Preparation of (2E)-3-(4′-halophenyl)prop-2-enoyl sulfachlorpyridazine sodium salts and their interaction with bovine serum albumin by fluorescence spectroscopy

Abstract

Three (2E)-3-(4′-halophenyl)prop-2-enoyl sulfachlorpyridazine sodium salts(XPSCA) were synthesized. Their chemical structures were confirmed by 1H NMR and 13C NMR, electrospray ionization mass spectrometry (ESI-MS), and infrared(IR) spectroscopy. The interactions between XPSCA and bovine serum albumin(BSA) were investigated under imitated physiological condition by fluorescence quenching technique and UV-Vis absorption spectroscopy according to the Stern-Volmer equation. The results from the emission quenching at different temperatures indicate that the quenching mechanism of serum albumin by XPSCA was static quenching mechanism at low XPSCA concentrations or a combined quenching(static and dynamic) mechanism at higher XPSCA concentrations.
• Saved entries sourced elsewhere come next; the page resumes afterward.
//! Journal CLI command

use clap::Args;
use uuid::Uuid;

use super::CommandContext;
use crate::audit::{JournalQuery, Operation};
use crate::error::{ProfitError, ProfitResult};

/// Arguments for `profit log`
#[derive(Args, Debug)]
pub struct LogArgs {
    /// Number of entries to show
    #[arg(short, long, default_value = "20")]
    pub limit: usize,

    /// Only entries of this kind
    #[arg(short, long, value_enum)]
    pub operation: Option<Operation>,

    /// Only entries whose subject contains this text
    #[arg(short, long)]
    pub subject: Option<String>,

    /// Only entries written by this run
    #[arg(long, conflicts_with = "last_run")]
    pub run: Option<Uuid>,

    /// Only entries written by the most recent run
    #[arg(long)]
    pub last_run: bool,

    /// Print raw JSON lines, including input and output snapshots
    #[arg(long)]
    pub json: bool,
}

/// Handle `profit log`
pub fn handle_log_command(ctx: &CommandContext, args: LogArgs) -> ProfitResult<()> {
    let logger = ctx.logger();

    let run_id = if args.last_run {
        logger.last_run_id()?
    } else {
        args.run
    };
    let filtered = args.operation.is_some() || args.subject.is_some() || run_id.is_some();
    let query = JournalQuery {
        operation: args.operation,
        run_id,
        subject: args.subject,
    };
    let entries = logger.tail(&query, args.limit)?;

    if entries.is_empty() {
        if filtered {
            println!("No journal entries match.");
            return Ok(());
        }
        println!("No calculations journaled yet.");
        if !ctx.settings.audit_enabled {
            println!("Journaling is disabled in {}", ctx.paths.settings_file().display());
        }
        return Ok(());
    }

    for entry in &entries {
        if args.json {
            let line = serde_json::to_string(entry)
                .map_err(|e| ProfitError::Json(format!("Failed to serialize entry: {}", e)))?;
            println!("{}", line);
        } else {
            println!("{}", entry.format_human_readable());
        }
    }

    Ok(())
}
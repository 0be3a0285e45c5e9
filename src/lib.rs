//! profit-calc - Project profitability calculator
//!
//! This library computes the profitability of a project plan. It has two
//! calculators:
//!
//! - The **aggregator** rolls labor allocations, product sales and expenses
//!   up into a categorized profit-and-loss summary (company vs. outsourced
//!   services, own vs. third-party products, extra revenue and expense).
//! - The **scenario calculator** turns a revenue estimate, itemized costs
//!   and effort into an operating-profit waterfall with a risk cost and up
//!   to two external-purchase deductions, for Worst and Best cases.
//!
//! # Architecture
//!
//! The crate is organized into the following modules:
//!
//! - `numeric`: Amount parsing, rounding and rate helpers
//! - `models`: Input line items, scenario cases and computed results
//! - `services`: The calculators (pure functions, no I/O)
//! - `reports`: Terminal tables and CSV exports
//! - `export`: Versioned JSON/YAML result documents
//! - `storage`: Reading input documents, atomic writes
//! - `audit`: Calculation journal
//! - `config`: Configuration and path management
//! - `error`: Custom error types
//! - `cli`: Command handlers for the `profit` binary
//!
//! # Example
//!
//! ```rust,ignore
//! use profit_calc::models::{CaseInput, RevenueBreakdown};
//! use profit_calc::services::evaluate;
//!
//! let case = CaseInput::new(RevenueBreakdown::new(100_000.0, 0.0, 50_000.0));
//! let result = evaluate(&case);
//! println!("operating profit: {}", result.operating_profit.amount);
//! ```

pub mod audit;
pub mod cli;
pub mod config;
pub mod error;
pub mod export;
pub mod models;
pub mod numeric;
pub mod reports;
pub mod services;
pub mod storage;

pub use error::{ProfitError, ProfitResult};
//! Monthly Effort Report

use std::io::Write;

use super::{csv_number, format_mm};
use crate::error::{ProfitError, ProfitResult};
use crate::models::ProfitabilityPlan;
use crate::services::{effort_totals, monthly_effort, EffortTable, MonthlyEffort};

/// Company and outsourced person-months per month
#[derive(Debug, Clone)]
pub struct EffortReport {
    pub project: String,
    pub table: EffortTable,
    pub totals: MonthlyEffort,
}

impl EffortReport {
    pub fn generate(plan: &ProfitabilityPlan) -> Self {
        let table = monthly_effort(&plan.labor);
        let totals = effort_totals(&table);
        Self {
            project: plan.project.clone(),
            table,
            totals,
        }
    }

    /// Format the report for terminal display
    pub fn format_terminal(&self) -> String {
        let mut output = String::new();

        if self.project.is_empty() {
            output.push_str("Monthly Effort (MM)\n");
        } else {
            output.push_str(&format!("Monthly Effort (MM) - {}\n", self.project));
        }
        output.push_str(&"=".repeat(48));
        output.push('\n');

        if self.table.is_empty() {
            output.push_str("No labor allocations.\n");
            return output;
        }

        output.push_str(&format!(
            "{:<12} {:>10} {:>12} {:>10}\n",
            "Month", "Company", "Outsourced", "Total"
        ));
        output.push_str(&"-".repeat(48));
        output.push('\n');

        for (month, effort) in &self.table {
            output.push_str(&format!(
                "{:<12} {:>10} {:>12} {:>10}\n",
                month,
                format_mm(effort.internal),
                format_mm(effort.external),
                format_mm(effort.total())
            ));
        }

        output.push_str(&"-".repeat(48));
        output.push('\n');
        output.push_str(&format!(
            "{:<12} {:>10} {:>12} {:>10}\n",
            "TOTAL",
            format_mm(self.totals.internal),
            format_mm(self.totals.external),
            format_mm(self.totals.total())
        ));

        output
    }

    /// Export the report to CSV format
    pub fn export_csv<W: Write>(&self, writer: &mut W) -> ProfitResult<()> {
        let mut wtr = csv::Writer::from_writer(writer);
        wtr.write_record(["Month", "Company", "Outsourced", "Total"])?;

        for (month, effort) in &self.table {
            wtr.write_record([
                month.clone(),
                csv_number(effort.internal),
                csv_number(effort.external),
                csv_number(effort.total()),
            ])?;
        }
        wtr.write_record([
            "TOTAL".to_string(),
            csv_number(self.totals.internal),
            csv_number(self.totals.external),
            csv_number(self.totals.total()),
        ])?;

        wtr.flush()
            .map_err(|e| ProfitError::Export(format!("Failed to flush CSV: {}", e)))?;
        Ok(())
    }
}
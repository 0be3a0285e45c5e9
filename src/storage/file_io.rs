//! Reading input documents and writing results atomically
//!
//! Plans, cases and reviews are JSON or YAML files; the format is chosen by
//! extension. Results written to disk go through a temp file and a rename so
//! a failed write never leaves a half-written file behind.

use std::fs::{self, File};
use std::io::{BufReader, BufWriter, Write};
use std::path::Path;

use serde::{de::DeserializeOwned, Serialize};

use crate::error::ProfitError;

/// On-disk format of an input document
#[derive(Debug, Clone, Copy, PartialEq, Eq)]
pub enum DocumentFormat {
    Json,
    Yaml,
}

impl DocumentFormat {
    /// Detect the format from a file extension
    pub fn from_path(path: &Path) -> Result<Self, ProfitError> {
        let ext = path
            .extension()
            .and_then(|e| e.to_str())
            .map(|e| e.to_ascii_lowercase());

        match ext.as_deref() {
            Some("json") => Ok(Self::Json),
            Some("yaml") | Some("yml") => Ok(Self::Yaml),
            _ => Err(ProfitError::Validation(format!(
                "Unsupported input file {}: expected .json, .yaml or .yml",
                path.display()
            ))),
        }
    }
}

/// Read a JSON or YAML document, returning an error if the file doesn't exist
pub fn read_document<T, P>(path: P) -> Result<T, ProfitError>
where
    T: DeserializeOwned,
    P: AsRef<Path>,
{
    let path = path.as_ref();
    let format = DocumentFormat::from_path(path)?;

    if !path.exists() {
        return Err(ProfitError::Storage(format!(
            "File not found: {}",
            path.display()
        )));
    }

    let file = File::open(path)
        .map_err(|e| ProfitError::Storage(format!("Failed to open {}: {}", path.display(), e)))?;
    let reader = BufReader::new(file);

    match format {
        DocumentFormat::Json => serde_json::from_reader(reader).map_err(|e| {
            ProfitError::Json(format!("Failed to parse {}: {}", path.display(), e))
        }),
        DocumentFormat::Yaml => serde_yaml::from_reader(reader).map_err(|e| {
            ProfitError::Yaml(format!("Failed to parse {}: {}", path.display(), e))
        }),
    }
}

/// Write JSON to a file atomically (write to temp, then rename)
pub fn write_json_atomic<T, P>(path: P, data: &T) -> Result<(), ProfitError>
where
    T: Serialize,
    P: AsRef<Path>,
{
    write_atomic(path.as_ref(), |writer| {
        serde_json::to_writer_pretty(writer, data)
            .map_err(|e| ProfitError::Storage(format!("Failed to serialize data: {}", e)))
    })
}

/// Write through `write` into a temp file next to `path`, then rename it into place
pub fn write_atomic<F>(path: &Path, write: F) -> Result<(), ProfitError>
where
    F: FnOnce(&mut BufWriter<File>) -> Result<(), ProfitError>,
{
    if let Some(parent) = path.parent().filter(|p| !p.as_os_str().is_empty()) {
        fs::create_dir_all(parent).map_err(|e| {
            ProfitError::Storage(format!(
                "Failed to create directory {}: {}",
                parent.display(),
                e
            ))
        })?;
    }

    // Same directory as the target so the rename stays on one filesystem
    let mut temp_name = path.as_os_str().to_owned();
    temp_name.push(".tmp");
    let temp_path = std::path::PathBuf::from(temp_name);

    let file = File::create(&temp_path)
        .map_err(|e| ProfitError::Storage(format!("Failed to create temp file: {}", e)))?;
    let mut writer = BufWriter::new(file);

    if let Err(e) = write(&mut writer) {
        drop(writer);
        let _ = fs::remove_file(&temp_path);
        return Err(e);
    }

    writer
        .flush()
        .map_err(|e| ProfitError::Storage(format!("Failed to flush data: {}", e)))?;
    writer
        .get_ref()
        .sync_all()
        .map_err(|e| ProfitError::Storage(format!("Failed to sync data: {}", e)))?;

    fs::rename(&temp_path, path).map_err(|e| {
        let _ = fs::remove_file(&temp_path);
        ProfitError::Storage(format!("Failed to rename temp file: {}", e))
    })?;

    Ok(())
}
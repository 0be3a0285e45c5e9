//! Append-only calculation journal
//!
//! Each entry is written as a single JSON line and flushed immediately.

use std::collections::VecDeque;
use std::fs::{File, OpenOptions};
use std::io::{BufRead, BufReader, Write};
use std::path::PathBuf;
use uuid::Uuid;

use crate::error::{ProfitError, ProfitResult};

use super::entry::{AuditEntry, Operation};

/// Selects journal entries; unset fields match everything
#[derive(Debug, Clone, Default)]
pub struct JournalQuery {
    pub operation: Option<Operation>,
    pub run_id: Option<Uuid>,
    /// Substring of the entry subject (input file, case label, export path)
    pub subject: Option<String>,
}

impl JournalQuery {
    pub fn operation(mut self, operation: Operation) -> Self {
        self.operation = Some(operation);
        self
    }

    pub fn run(mut self, run_id: Uuid) -> Self {
        self.run_id = Some(run_id);
        self
    }

    pub fn subject(mut self, subject: impl Into<String>) -> Self {
        self.subject = Some(subject.into());
        self
    }

    pub fn matches(&self, entry: &AuditEntry) -> bool {
        self.operation.map_or(true, |op| entry.operation == op)
            && self.run_id.map_or(true, |id| entry.run_id == id)
            && self
                .subject
                .as_deref()
                .map_or(true, |needle| entry.subject.contains(needle))
    }
}

/// Writes journal entries to a JSONL file
pub struct AuditLogger {
    log_path: PathBuf,
}

impl AuditLogger {
    pub fn new(log_path: PathBuf) -> Self {
        Self { log_path }
    }

    /// Append one entry
    pub fn log(&self, entry: &AuditEntry) -> ProfitResult<()> {
        self.log_batch(std::slice::from_ref(entry))
    }

    /// Append several entries with a single flush
    pub fn log_batch(&self, entries: &[AuditEntry]) -> ProfitResult<()> {
        if entries.is_empty() {
            return Ok(());
        }

        if let Some(parent) = self.log_path.parent() {
            std::fs::create_dir_all(parent).map_err(|e| {
                ProfitError::Io(format!("Failed to create journal directory: {}", e))
            })?;
        }

        let mut file = OpenOptions::new()
            .create(true)
            .append(true)
            .open(&self.log_path)
            .map_err(|e| ProfitError::Io(format!("Failed to open journal: {}", e)))?;

        for entry in entries {
            let json = serde_json::to_string(entry).map_err(|e| {
                ProfitError::Json(format!("Failed to serialize journal entry: {}", e))
            })?;

            writeln!(file, "{}", json)
                .map_err(|e| ProfitError::Io(format!("Failed to write journal entry: {}", e)))?;
        }

        file.flush()
            .map_err(|e| ProfitError::Io(format!("Failed to flush journal: {}", e)))?;

        Ok(())
    }

    /// Entries matching `query`, oldest first
    pub fn entries(&self, query: &JournalQuery) -> ProfitResult<Vec<AuditEntry>> {
        self.tail(query, usize::MAX)
    }

    /// The last `limit` entries matching `query`, oldest first
    pub fn tail(&self, query: &JournalQuery, limit: usize) -> ProfitResult<Vec<AuditEntry>> {
        if limit == 0 {
            return Ok(Vec::new());
        }

        let mut matched = VecDeque::new();
        self.scan(|entry| {
            if query.matches(&entry) {
                if matched.len() == limit {
                    matched.pop_front();
                }
                matched.push_back(entry);
            }
        })?;

        Ok(matched.into())
    }

    /// Run id of the most recently journaled calculation
    pub fn last_run_id(&self) -> ProfitResult<Option<Uuid>> {
        let mut last = None;
        self.scan(|entry| last = Some(entry.run_id))?;
        Ok(last)
    }

    /// Feed every entry to `visit`, oldest first
    fn scan(&self, mut visit: impl FnMut(AuditEntry)) -> ProfitResult<()> {
        if !self.log_path.exists() {
            return Ok(());
        }

        let file = File::open(&self.log_path)
            .map_err(|e| ProfitError::Io(format!("Failed to open journal: {}", e)))?;

        for (line_num, line) in BufReader::new(file).lines().enumerate() {
            let line = line.map_err(|e| {
                ProfitError::Io(format!(
                    "Failed to read journal line {}: {}",
                    line_num + 1,
                    e
                ))
            })?;

            if line.trim().is_empty() {
                continue;
            }

            let entry: AuditEntry = serde_json::from_str(&line).map_err(|e| {
                ProfitError::Json(format!(
                    "Failed to parse journal entry at line {}: {}",
                    line_num + 1,
                    e
                ))
            })?;
            visit(entry);
        }

        Ok(())
    }

    pub fn exists(&self) -> bool {
        self.log_path.exists()
    }

    pub fn path(&self) -> &PathBuf {
        &self.log_path
    }
}

#[cfg(test)]
mod tests {
    use super::*;
    use serde_json::json;
    use tempfile::TempDir;

    fn create_test_logger() -> (AuditLogger, TempDir) {
        let temp_dir = TempDir::new().unwrap();
        let log_path = temp_dir.path().join("audit.log");
        (AuditLogger::new(log_path), temp_dir)
    }

    fn entry(run_id: Uuid, operation: Operation, subject: &str) -> AuditEntry {
        AuditEntry::calculation(
            run_id,
            operation,
            subject,
            &json!({"labor": []}),
            &json!({"net_profit": 0}),
            None,
        )
    }

    #[test]
    fn test_log_and_read() {
        let (logger, _temp) = create_test_logger();
        logger
            .log(&entry(Uuid::new_v4(), Operation::Aggregate, "plan.json"))
            .unwrap();

        let entries = logger.entries(&JournalQuery::default()).unwrap();
        assert_eq!(entries.len(), 1);
        assert_eq!(entries[0].operation, Operation::Aggregate);
        assert_eq!(entries[0].subject, "plan.json");
    }

    #[test]
    fn test_tail_keeps_most_recent() {
        let (logger, _temp) = create_test_logger();
        let run = Uuid::new_v4();
        let entries: Vec<AuditEntry> = (0..5)
            .map(|i| entry(run, Operation::Aggregate, &format!("plan-{}", i)))
            .collect();
        logger.log_batch(&entries).unwrap();

        let recent = logger.tail(&JournalQuery::default(), 2).unwrap();
        assert_eq!(recent.len(), 2);
        assert_eq!(recent[0].subject, "plan-3");
        assert_eq!(recent[1].subject, "plan-4");
        assert!(logger.tail(&JournalQuery::default(), 0).unwrap().is_empty());
    }

    #[test]
    fn test_filter_by_operation_and_run() {
        let (logger, _temp) = create_test_logger();
        let first = Uuid::new_v4();
        let second = Uuid::new_v4();
        logger
            .log_batch(&[
                entry(first, Operation::Aggregate, "plan.json"),
                entry(first, Operation::Export, "summary.csv"),
                entry(second, Operation::Review, "review.json (worst)"),
                entry(second, Operation::Review, "review.json (best)"),
            ])
            .unwrap();

        let reviews = logger
            .entries(&JournalQuery::default().operation(Operation::Review))
            .unwrap();
        assert_eq!(reviews.len(), 2);

        let first_run = logger.entries(&JournalQuery::default().run(first)).unwrap();
        assert_eq!(first_run.len(), 2);
        assert_eq!(first_run[1].operation, Operation::Export);

        let best = logger
            .tail(&JournalQuery::default().run(second).subject("(best)"), 10)
            .unwrap();
        assert_eq!(best.len(), 1);
        assert_eq!(best[0].subject, "review.json (best)");

        assert_eq!(logger.last_run_id().unwrap(), Some(second));
    }

    #[test]
    fn test_empty_log() {
        let (logger, _temp) = create_test_logger();
        assert!(!logger.exists());
        assert!(logger.entries(&JournalQuery::default()).unwrap().is_empty());
        assert_eq!(logger.last_run_id().unwrap(), None);
        logger.log_batch(&[]).unwrap();
        assert!(!logger.exists());
    }

    #[test]
    fn test_creates_missing_directory() {
        let temp_dir = TempDir::new().unwrap();
        let logger = AuditLogger::new(temp_dir.path().join("nested").join("audit.log"));
        logger
            .log(&entry(Uuid::new_v4(), Operation::Aggregate, "plan.json"))
            .unwrap();
        assert!(logger.exists());
    }

    #[test]
    fn test_corrupt_line_is_reported() {
        let (logger, _temp) = create_test_logger();
        logger
            .log(&entry(Uuid::new_v4(), Operation::Aggregate, "plan.json"))
            .unwrap();
        let mut file = OpenOptions::new().append(true).open(logger.path()).unwrap();
        writeln!(file, "not json").unwrap();

        let err = logger.entries(&JournalQuery::default()).unwrap_err();
        assert!(err.to_string().contains("line 2"));
    }
}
At different temperatures, the binding constant and the binding sites of XPSCA with BSA were investigated, and the distances were evaluated according to Forster non-radiative resonance energy transfer theory. The thermodynamic parameters were calculated according to van’t Hoff equation, which implies that both van der Waals interaction and hydrogen bond played major roles in stabilizing the XPSCA-BSA complexes, whereas hydrophobic interactions were secondary. Moreover, the conformational changes in BSA were analyzed by synchronous fluorescence spectra.